Similarly, the population surveyed with access to an LLIN (assuming that one LLIN covers two persons), one of the most important indicators used to measure the success of mass campaigns, significantly rose from eighty-five percent to ninety-one percent. Even though the WHO and NMCP have differing estimate considerations for a successful campaign, with the WHO target of at least eighty percent of people that have access to LLINs in the households [6] and the NMCP at eighty-five percent [7], this study has clearly shown that both these targets have been surpassed. This achievement could be interpreted in the context that the baseline percentage was already at or above the set target before the mass campaign, however, it is more likely that the baseline estimates were of the older worn out and less effective LLINs, while the most recent campaign provided new and more effective LLINs as recommended by the WHO [5]. This is important especially when the mode of action of LLINs for malaria prevention is taken into consideration.
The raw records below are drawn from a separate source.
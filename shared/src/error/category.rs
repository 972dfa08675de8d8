//! Error category classification

use super::codes::ErrorCode;
use serde::{Deserialize, Serialize};

/// Error category classification based on error code ranges
///
/// Categories are determined by the leading digit of the error code:
/// - 0xxx: General errors
/// - 1xxx: Authentication errors
/// - 2xxx: Permission errors
/// - 3xxx: User errors
/// - 4xxx: Role errors
/// - 5xxx: Department errors
/// - 6xxx: Release errors
/// - 7xxx: Project errors
/// - 8xxx: Dashboard errors
/// - 9xxx: System errors
#[derive(Debug, Clone, Copy, PartialEq, Eq, Hash, Serialize, Deserialize)]
#[serde(rename_all = "snake_case")]
pub enum ErrorCategory {
    /// General errors (0xxx)
    General,
    /// Authentication errors (1xxx)
    Auth,
    /// Permission errors (2xxx)
    Permission,
    /// User errors (3xxx)
    User,
    /// Role errors (4xxx)
    Role,
    /// Department errors (5xxx)
    Department,
    /// Release errors (6xxx)
    Release,
    /// Project errors (7xxx)
    Project,
    /// Dashboard errors (8xxx)
    Dashboard,
    /// System errors (9xxx)
    System,
}

impl ErrorCategory {
    /// Determine category from error code value
    pub fn from_code(code: u16) -> Self {
        match code {
            0..1000 => Self::General,
            1000..2000 => Self::Auth,
            2000..3000 => Self::Permission,
            3000..4000 => Self::User,
            4000..5000 => Self::Role,
            5000..6000 => Self::Department,
            6000..7000 => Self::Release,
            7000..8000 => Self::Project,
            8000..9000 => Self::Dashboard,
            _ => Self::System,
        }
    }

    /// Get the string name for this category
    pub fn name(&self) -> &'static str {
        match self {
            Self::General => "general",
            Self::Auth => "auth",
            Self::Permission => "permission",
            Self::User => "user",
            Self::Role => "role",
            Self::Department => "department",
            Self::Release => "release",
            Self::Project => "project",
            Self::Dashboard => "dashboard",
            Self::System => "system",
        }
    }
}

impl ErrorCode {
    /// Get the category for this error code
    pub fn category(&self) -> ErrorCategory {
        ErrorCategory::from_code(self.code())
    }
}

#[cfg(test)]
mod tests {
    use super::*;

    #[test]
    fn test_category_from_code() {
        assert_eq!(ErrorCategory::from_code(0), ErrorCategory::General);
        assert_eq!(ErrorCategory::from_code(999), ErrorCategory::General);
        assert_eq!(ErrorCategory::from_code(1001), ErrorCategory::Auth);
        assert_eq!(ErrorCategory::from_code(2001), ErrorCategory::Permission);
        assert_eq!(ErrorCategory::from_code(3002), ErrorCategory::User);
        assert_eq!(ErrorCategory::from_code(4004), ErrorCategory::Role);
        assert_eq!(ErrorCategory::from_code(5005), ErrorCategory::Department);
        assert_eq!(ErrorCategory::from_code(6003), ErrorCategory::Release);
        assert_eq!(ErrorCategory::from_code(7001), ErrorCategory::Project);
        assert_eq!(ErrorCategory::from_code(8001), ErrorCategory::Dashboard);
        assert_eq!(ErrorCategory::from_code(9001), ErrorCategory::System);
        assert_eq!(ErrorCategory::from_code(10000), ErrorCategory::System);
    }

    #[test]
    fn test_error_code_category() {
        assert_eq!(ErrorCode::NotFound.category(), ErrorCategory::General);
        assert_eq!(ErrorCode::TokenRevoked.category(), ErrorCategory::Auth);
        assert_eq!(
            ErrorCode::DepartmentScopeDenied.category(),
            ErrorCategory::Permission
        );
        assert_eq!(ErrorCode::EmailExists.category(), ErrorCategory::User);
        assert_eq!(ErrorCode::RoleInUse.category(), ErrorCategory::Role);
        assert_eq!(
            ErrorCode::DepartmentCycle.category(),
            ErrorCategory::Department
        );
        assert_eq!(
            ErrorCode::VersionExists.category(),
            ErrorCategory::Release
        );
        assert_eq!(
            ErrorCode::MilestoneNotFound.category(),
            ErrorCategory::Project
        );
        assert_eq!(ErrorCode::InternalError.category(), ErrorCategory::System);
    }

    #[test]
    fn test_category_serialize() {
        let json = serde_json::to_string(&ErrorCategory::Department).unwrap();
        assert_eq!(json, "\"department\"");

        let category: ErrorCategory = serde_json::from_str("\"auth\"").unwrap();
        assert_eq!(category, ErrorCategory::Auth);
    }
}
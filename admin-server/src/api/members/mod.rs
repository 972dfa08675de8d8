//! Member API Module

mod handler;

use axum::{
    Router, middleware,
    routing::{delete, get, post, put},
};

use crate::auth::{require_admin, require_permission};
use crate::core::AppState;

/// Member-management router
pub fn router() -> Router<AppState> {
    Router::new().nest("/api/members", routes())
}

fn routes() -> Router<AppState> {
    // 读取路由：登录即可访问
    let read_routes = Router::new()
        .route("/users", get(handler::list_users))
        .route("/users/{id}", get(handler::get_user))
        .route("/users/{id}/permissions", get(handler::user_permissions))
        .route("/roles", get(handler::list_roles))
        .route("/roles/{id}", get(handler::get_role))
        .route("/departments", get(handler::list_departments))
        .route("/departments/{id}", get(handler::get_department))
        .route("/permissions", get(handler::list_permissions))
        .route("/permissions/tree", get(handler::permission_tree))
        .route("/organization/tree", get(handler::organization_tree))
        .route("/organization/reports", get(handler::report_relations))
        .route("/statistics", get(handler::statistics));

    // 用户管理路由：逐操作权限点；部门范围在 handler 内检查
    let user_create = Router::new()
        .route("/users", post(handler::create_user))
        .layer(middleware::from_fn(require_permission("user.create")));
    let user_update = Router::new()
        .route("/users/{id}", put(handler::update_user))
        .layer(middleware::from_fn(require_permission("user.update")));
    let user_delete = Router::new()
        .route("/users/{id}", delete(handler::delete_user))
        .layer(middleware::from_fn(require_permission("user.delete")));

    // 角色与部门管理：仅管理员
    let role_manage = Router::new()
        .route("/roles", post(handler::create_role))
        .route(
            "/roles/{id}",
            put(handler::update_role).delete(handler::delete_role),
        )
        .layer(middleware::from_fn(require_admin));
    let department_manage = Router::new()
        .route("/departments", post(handler::create_department))
        .route(
            "/departments/{id}",
            put(handler::update_department).delete(handler::delete_department),
        )
        .layer(middleware::from_fn(require_admin));

    read_routes
        .merge(user_create)
        .merge(user_update)
        .merge(user_delete)
        .merge(role_manage)
        .merge(department_manage)
}
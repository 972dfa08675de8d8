//! Release API Module
//!
//! Mounted at `/api/versions` for frontend compatibility.

mod handler;

use axum::{
    Router, middleware,
    routing::{get, post},
};

use crate::auth::{require_admin, require_roles};
use crate::core::AppState;

/// 版本创建/更新/回滚/部署的角色名单
const RELEASE_MANAGER_ROLES: &[&str] = &["Super Admin", "Department Admin"];

/// Release-tracking router
pub fn router() -> Router<AppState> {
    Router::new().nest("/api/versions", routes())
}

fn routes() -> Router<AppState> {
    let read_routes = Router::new()
        .route("/", get(handler::list_releases))
        .route("/{id}", get(handler::get_release))
        .route("/deployments/list", get(handler::list_deployments));

    // 管理路由：版本操作限定管理角色
    let manage_routes = Router::new()
        .route("/", post(handler::create_release))
        .route("/{id}", axum::routing::put(handler::update_release))
        .route("/{id}/rollback", post(handler::rollback_release))
        .route("/deployments", post(handler::create_deployment))
        .layer(middleware::from_fn(require_roles(RELEASE_MANAGER_ROLES)));

    // 删除版本仅管理员
    let delete_routes = Router::new()
        .route("/{id}", axum::routing::delete(handler::delete_release))
        .layer(middleware::from_fn(require_admin));

    read_routes.merge(manage_routes).merge(delete_routes)
}
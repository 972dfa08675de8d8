//! Milestone Model

use chrono::{DateTime, NaiveDate, Utc};
use serde::{Deserialize, Serialize};

/// Milestone lifecycle status
#[derive(Debug, Clone, Copy, PartialEq, Eq, Serialize, Deserialize)]
#[serde(rename_all = "snake_case")]
pub enum MilestoneStatus {
    NotStarted,
    Active,
    Completed,
}

/// Milestone entity
///
/// `completed_at` is stamped the first time the status transitions to
/// `Completed` and kept afterwards.
#[derive(Debug, Clone, Serialize, Deserialize)]
#[serde(rename_all = "camelCase")]
pub struct Milestone {
    pub id: String,
    pub title: String,
    #[serde(default)]
    pub description: String,
    pub due_date: NaiveDate,
    pub status: MilestoneStatus,
    pub progress: u8,
    pub project_id: String,
    pub created_at: DateTime<Utc>,
    pub updated_at: DateTime<Utc>,
    pub completed_at: Option<DateTime<Utc>>,
    pub assigned_to: Option<String>,
}

/// Create milestone payload
#[derive(Debug, Clone, Serialize, Deserialize)]
#[serde(rename_all = "camelCase")]
pub struct MilestoneCreate {
    pub title: String,
    #[serde(default)]
    pub description: Option<String>,
    pub due_date: NaiveDate,
    pub project_id: String,
    #[serde(default)]
    pub assigned_to: Option<String>,
}

/// Update milestone payload (partial)
#[derive(Debug, Clone, Default, Serialize, Deserialize)]
#[serde(rename_all = "camelCase")]
pub struct MilestoneUpdate {
    #[serde(skip_serializing_if = "Option::is_none")]
    pub title: Option<String>,
    #[serde(skip_serializing_if = "Option::is_none")]
    pub description: Option<String>,
    #[serde(skip_serializing_if = "Option::is_none")]
    pub due_date: Option<NaiveDate>,
    #[serde(skip_serializing_if = "Option::is_none")]
    pub status: Option<MilestoneStatus>,
    #[serde(skip_serializing_if = "Option::is_none")]
    pub progress: Option<u8>,
    #[serde(skip_serializing_if = "Option::is_none")]
    pub assigned_to: Option<String>,
}
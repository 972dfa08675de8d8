//! 部门管理服务

use chrono::Utc;
use shared::models::{Department, DepartmentCreate, DepartmentUpdate, EntityStatus};
use shared::{AppError, ErrorCode};
use uuid::Uuid;

use super::{integrity, propagation};
use crate::db::Database;
use crate::utils::AppResult;

/// 获取部门列表
pub async fn list(db: &Database) -> Vec<Department> {
    let dir = db.directory.read().await;
    dir.departments.list()
}

/// 获取单个部门
pub async fn get(db: &Database, id: &str) -> AppResult<Department> {
    let dir = db.directory.read().await;
    dir.departments
        .get(id)
        .cloned()
        .ok_or_else(|| AppError::not_found(ErrorCode::DepartmentNotFound, format!("Department {id}")))
}

/// 创建部门
pub async fn create(db: &Database, data: DepartmentCreate) -> AppResult<Department> {
    let mut dir = db.directory.write().await;
    integrity::check_department_create(&dir, &data)?;

    let now = Utc::now();
    let department = Department {
        id: Uuid::new_v4().to_string(),
        name: data.name,
        code: data.code,
        description: data.description.unwrap_or_default(),
        parent_id: data.parent_id,
        manager: data.manager,
        manager_id: data.manager_id,
        member_count: 0,
        level: data.level,
        status: data.status.unwrap_or(EntityStatus::Active),
        created_at: now,
        updated_at: now,
    };
    dir.departments.insert(department.clone());

    tracing::info!(department_id = %department.id, code = %department.code, "department created");
    Ok(department)
}

/// 更新部门
///
/// 改名后把新名称写回所有成员用户的展示字段。
pub async fn update(db: &Database, id: &str, data: DepartmentUpdate) -> AppResult<Department> {
    let mut dir = db.directory.write().await;
    let existing = dir
        .departments
        .get(id)
        .cloned()
        .ok_or_else(|| AppError::not_found(ErrorCode::DepartmentNotFound, format!("Department {id}")))?;

    integrity::check_department_update(&dir, &existing, &data)?;

    let name_changed = data.name.as_ref().is_some_and(|n| n != &existing.name);

    let department = {
        let entry = dir.departments.get_mut(id).ok_or_else(|| {
            AppError::not_found(ErrorCode::DepartmentNotFound, format!("Department {id}"))
        })?;

        if let Some(name) = data.name {
            entry.name = name;
        }
        if let Some(code) = data.code {
            entry.code = code;
        }
        if let Some(description) = data.description {
            entry.description = description;
        }
        if let Some(parent_id) = data.parent_id {
            entry.parent_id = Some(parent_id);
        }
        if let Some(manager) = data.manager {
            entry.manager = manager;
        }
        if let Some(manager_id) = data.manager_id {
            entry.manager_id = Some(manager_id);
        }
        if let Some(level) = data.level {
            entry.level = level;
        }
        if let Some(status) = data.status {
            entry.status = status;
        }
        entry.updated_at = Utc::now();
        entry.clone()
    };

    if name_changed {
        let updated = propagation::propagate_department_rename(&mut dir, id);
        tracing::info!(department_id = %id, users_updated = updated, "department rename propagated");
    }

    Ok(department)
}

/// 删除部门；仍有成员或子部门时拒绝
pub async fn delete(db: &Database, id: &str) -> AppResult<()> {
    let mut dir = db.directory.write().await;
    let existing = dir
        .departments
        .get(id)
        .cloned()
        .ok_or_else(|| AppError::not_found(ErrorCode::DepartmentNotFound, format!("Department {id}")))?;

    integrity::check_department_delete(&dir, &existing)?;
    dir.departments.remove(id);

    tracing::info!(department_id = %id, "department deleted");
    Ok(())
}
LLINs prevent malaria transmission by serving as not only physical barriers between mosquito vectors and individual users but also through the pyrethroid insecticide that is repellent and toxic to mosquitoes whose efficacy reduces with time and therefore LLINs that are 3 years or more are not as effective in prevention of malaria [5,17–19].
Of greater importance to a successful mass campaign is that the household population uses the LLINs to prevent malaria especially among children under five years and pregnant, who are the most at risk of acquiring malaria [4,7]. Over eighty percent of all de-facto household members surveyed slept under an LLIN the night before, a similar proportion was reported for children under five years and an even greater proportion (eighty-nine percent) among pregnant women, all above the eighty percent WHO set target for success [6]. Nonetheless, this achievement was also considered against the NMCP target at eighty-five percent of the population using an LLIN [7] and in this context, the percentage of pregnant women who slept under an LLIN the night before was the only category to surpass this target.
Although, the mass campaign exercise was to a great extent a successful one, based on the WHO indicators, it is important to note that there was a higher percentage of the population that could access an LLIN (ninety-one percent) as compared to the lesser proportion that used one (eighty-two percent), a finding that has been previously reported in other studies [20–23]. This is an indication that there still exists behavioral change gaps and challenges affecting LLIN usage in this setting. Therefore the NMCP and stakeholders should not only aim at achieving universal coverage by routinely distributing more LLINs, but equally focus on behavioral change communication to encourage bed net usage as the ultimate goal for malaria prevention [5,7]. Unfortunately, this study was not designed to robustly answer questions on factors associated with LLIN use, however one was noted. Residents in Kapujan sub-country were significantly more likely to use an LLIN as compared to those in Magoro. To give this scenario context, the primary study from which this project is part, has Kapujan residents assigned to MDA and IRS for malaria prevention unlike residents in Magoro, which is the control sub-county. The noticed difference could be due to the sensitization campaigns in Kapujan on LLIN use as part of the broader message during the study interventions implementation. This indirectly points to the importance of continuous mass sensitization and behavioral change communication in prevention of malaria including the use of LLINs [24–26].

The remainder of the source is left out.